Viewing your Photos

At home I use Googles Picasa for organising and viewing my photos on my day to day laptop. After downloading a batch of new ones from my phone, its a great way of deleting the ones you dont want, sorting the rest and browsing them all when you want to revisit those old memories. Afterwards I always upload or sync them with the photos folder set up on my server. Thats great for keeping backups (along with offsite S3 backups), but the only convenient way to view them is on the laptop, which is not always running. What about viewing the copies saved on the server, and on my phone rather than the laptop?

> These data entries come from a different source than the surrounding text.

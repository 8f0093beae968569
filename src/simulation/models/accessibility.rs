use tracing::{info, warn};

use crate::simulation::error::Result;
use crate::simulation::models::zones::Zones;
use crate::simulation::models::{StepContext, ACCESSIBILITY};
use crate::simulation::population::{LAND_USE, ZONE_INDEX};
use crate::simulation::table::{Column, Table};

const EMPLOYMENT_DECAY: f64 = 0.25;
const SCHOOL_DECAY: f64 = 0.3;

pub const EMPLOYMENT_ACCESS: &str = "employment_access";
pub const SCHOOL_ACCESS: &str = "school_access";

crate::register_step!("compute_accessibility", compute_accessibility);

/// Distance decayed sum of a zone attribute over all destinations, on a log scale.
fn access(zones: &Zones, origin: usize, attribute: &[i64], decay: f64) -> f64 {
    let sum: f64 = (0..zones.len())
        .map(|d| attribute[d] as f64 * (-decay * zones.distance(origin, d)).exp())
        .sum();
    sum.ln_1p()
}

pub fn compute_accessibility(ctx: &mut StepContext) -> Result<()> {
    let land_use = ctx.table(LAND_USE)?;
    let zones = Zones::new(land_use)?;
    let employment = zones.ints("TOTEMP")?;
    let enrollment = zones.ints("ENROLL")?;

    let employment_access: Vec<f64> = (0..zones.len())
        .map(|o| access(&zones, o, employment, EMPLOYMENT_DECAY))
        .collect();
    let school_access: Vec<f64> = (0..zones.len())
        .map(|o| access(&zones, o, enrollment, SCHOOL_DECAY))
        .collect();

    if let Some(od) = ctx.tracer().trace_od() {
        match (zones.position(od.orig), zones.position(od.dest)) {
            (Ok(o), Ok(d)) => {
                let distance = zones.distance(o, d);
                let values = [
                    od.orig.to_string(),
                    od.dest.to_string(),
                    distance.to_string(),
                    employment[d].to_string(),
                    (-EMPLOYMENT_DECAY * distance).exp().to_string(),
                    enrollment[d].to_string(),
                    (-SCHOOL_DECAY * distance).exp().to_string(),
                    employment_access[o].to_string(),
                    school_access[o].to_string(),
                ];
                ctx.tracer().write(
                    "accessibility.od.csv",
                    &[
                        "orig",
                        "dest",
                        "distance",
                        "dest_employment",
                        "employment_decay",
                        "dest_enrollment",
                        "school_decay",
                        EMPLOYMENT_ACCESS,
                        SCHOOL_ACCESS,
                    ],
                    &[values.to_vec()],
                )?;
            }
            _ => warn!("trace_od {od:?} references zones missing from land use"),
        }
    }

    let mut table = Table::new(ACCESSIBILITY, ZONE_INDEX, zones.ids().to_vec())?;
    table.set_column(EMPLOYMENT_ACCESS, Column::Float(employment_access))?;
    table.set_column(SCHOOL_ACCESS, Column::Float(school_access))?;
    info!("Computed accessibility for {} zones", table.len());
    ctx.put_table(table);
    Ok(())
}

#[cfg(test)]
mod tests {
    use super::*;
    use crate::simulation::config::{Settings, TraceOd};
    use crate::simulation::models::test_support::land_use;
    use crate::simulation::pipeline::store::TableStore;
    use crate::simulation::trace::{read_trace_csv, Tracer};

    #[test]
    fn access_decreases_away_from_employment() {
        let dir = tempfile::tempdir().unwrap();
        let settings = Settings::default().set_trace_od(Some(TraceOd { orig: 1, dest: 3 }));
        let tracer = Tracer::new(&settings, dir.path());
        let mut tables = TableStore::default();
        tables.insert(land_use());

        let mut ctx = StepContext::new("compute_accessibility", &settings, &mut tables, &tracer);
        compute_accessibility(&mut ctx).unwrap();

        let accessibility = tables.get(ACCESSIBILITY).unwrap();
        let access = accessibility.floats(EMPLOYMENT_ACCESS).unwrap();
        assert_eq!(accessibility.index(), &[1, 2, 3]);
        // employment is concentrated in zone 1
        assert!(access[0] > access[1]);
        assert!(access[1] > access[2]);

        let trace = read_trace_csv(&dir.path().join("accessibility.od.csv")).unwrap();
        assert_eq!(trace.column("dest").unwrap(), vec!["3"]);
    }
}
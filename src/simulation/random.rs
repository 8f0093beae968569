use rand::rngs::SmallRng;
use rand::SeedableRng;
use std::collections::hash_map::DefaultHasher;
use std::hash::{Hash, Hasher};

/// A generator seeded from `base_seed` and whatever identifies the stream in `hash`.
/// `DefaultHasher::new` uses fixed keys, so equal inputs give equal streams across runs.
pub fn get_rnd<H: Hash>(base_seed: u64, hash: H) -> SmallRng {
    let mut hasher = DefaultHasher::new();
    hash.hash(&mut hasher);
    base_seed.hash(&mut hasher);
    let combined_seed = hasher.finish();

    SmallRng::seed_from_u64(combined_seed)
}

/// Random streams of one model step. Every chooser gets its own stream keyed by
/// (base seed, step, chooser id), so a chooser's draws neither depend on which other choosers
/// are in the sample nor on how they are split into chunks.
#[derive(Debug, Clone)]
pub struct RandomChannel {
    base_seed: u64,
    step: String,
}

impl RandomChannel {
    pub fn new(base_seed: u64, step: impl Into<String>) -> Self {
        RandomChannel {
            base_seed,
            step: step.into(),
        }
    }

    pub fn step(&self) -> &str {
        &self.step
    }

    pub fn rng_for(&self, chooser_id: i64) -> SmallRng {
        get_rnd(self.base_seed, (self.step.as_str(), chooser_id))
    }
}
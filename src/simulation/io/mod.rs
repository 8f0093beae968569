use std::path::{Path, PathBuf};

pub mod csv_table;

/// Resolves `file_path` against `base_dir` unless it is absolute or explicitly relative to the
/// working directory (`./...`).
pub fn resolve_path(base_dir: &Path, file_path: &Path) -> PathBuf {
    if file_path.is_absolute() || file_path.starts_with("./") {
        return file_path.to_path_buf();
    }
    base_dir.join(file_path)
}

#[cfg(test)]
mod tests {
    use super::resolve_path;
    use std::path::{Path, PathBuf};

    #[test]
    fn relative_paths_are_joined() {
        assert_eq!(
            resolve_path(Path::new("/data"), Path::new("households.csv")),
            PathBuf::from("/data/households.csv")
        );
        assert_eq!(
            resolve_path(Path::new("/data"), Path::new("./households.csv")),
            PathBuf::from("./households.csv")
        );
        assert_eq!(
            resolve_path(Path::new("/data"), Path::new("/other/households.csv")),
            PathBuf::from("/other/households.csv")
        );
    }
}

You could go the very straight forward route and save your photos to a directory in your web root folder, i.e. /var/www/html/mypics, and browse to them with your web browser, but that leads to three immediate problems. Firstly, Apaches directory navigation pages isnt a very attractive look or format for navigating through your folders. If you have properly secured your Apache server though, they may not appear.

Secondly, when you click on a photo to open it, you are downloading the full size photo over the network, as opposed to a smaller size thumbnail. Many photos, taken on a high resolution phone camera, can easily weigh in at over 1 or 2Mb or more. Finally, having your photos under the web root directory is a security concern. It is a risky location to save valuable items such as irreplaceable pictures as it opens them up to the potential of a web based attack, however unlikely that may be on your home network.

SINGLE FILE PHP

What we are looking for is a relatively safe and secure way of browsing the photos stored locally on our server from a web browser. There are a multitude of options out there, and it may indeed take some trial and error to find one that provides the right level of features you are looking for. What I was looking for in this immediate task, was simply a way to view the pics. There are many options such as Gallery3, Piwigo, Coppermine, etc, but the one I found very quick success with was a simple app called Single File PHP Gallery (mirror). Move to the directory you want to view your photos in, download the file and unzip it.

cd /var/www/html/photos
wget https://sye.dk/sfpg/Single_File_PHP_Gallery_4.7.0.zip
unzip Single_File_PHP_Gallery_4.7.0.zip

This will extract two files from the zip, index.php and readme.txt.

At this stage if you try browse to your [server_ip]/mypics folder, you will see a message saying that you need to set a Security Phrase. From your SSH session, use nano to open the index.php file

nano index.php

The config lines to take note of are the first three: GALLERY_ROOT, DATA_ROOT and SECURITY_PHRASE. Gallery Root is the directory containing your photos. Enter the directory path and ensure you leave a ‘/’ at the end of the path. NOTE: please ensure that your web server user, typically www-data, has Read access to the directory containing your photos.

Data Root is the folder where thumbnails and other data is stored. By default this is set to ‘_sfpg_data’, within this same directory, i.e. mypics/_sfpg_data, so be sure to create this directory. You can of course use a different directory and just update this setting.

mkdir _sfpg_data

Security Phrase is a phrase which the php file uses when displaying pages. The readme.txt describes this as a means of making the URL tamper resistant to avoid malicious use. Set it to anything you want.

Other options include PASSWORD, which will prompt you for a password when you browse to the mypics folder before you can view your photos, and ADMIN, set to FALSE by default. If this is changed to TRUE, it adds an Admin button to the display, allowing you to do extra tasks such as Delete, Rename, Move or Upload pics, and Create New Directories.

VIEWING PHOTOS

To view your photos, all you need to do is simply point your web browser to the directory and you get a very nice display of your photos. One thing to bear in mind, is that this PHP gallery script will show you the photos that exist as they are. That means if they are turned on their side in the folder, thats how they will be presented. It doesnt have the ability to rotate or do any manipulations of them. For that you would need to use a more capable photo browser. This is something I will be coming back to in time, but for now, this is a very nice solution that will allow you to browse your own photos on your phone at night from the comfort of your own bed.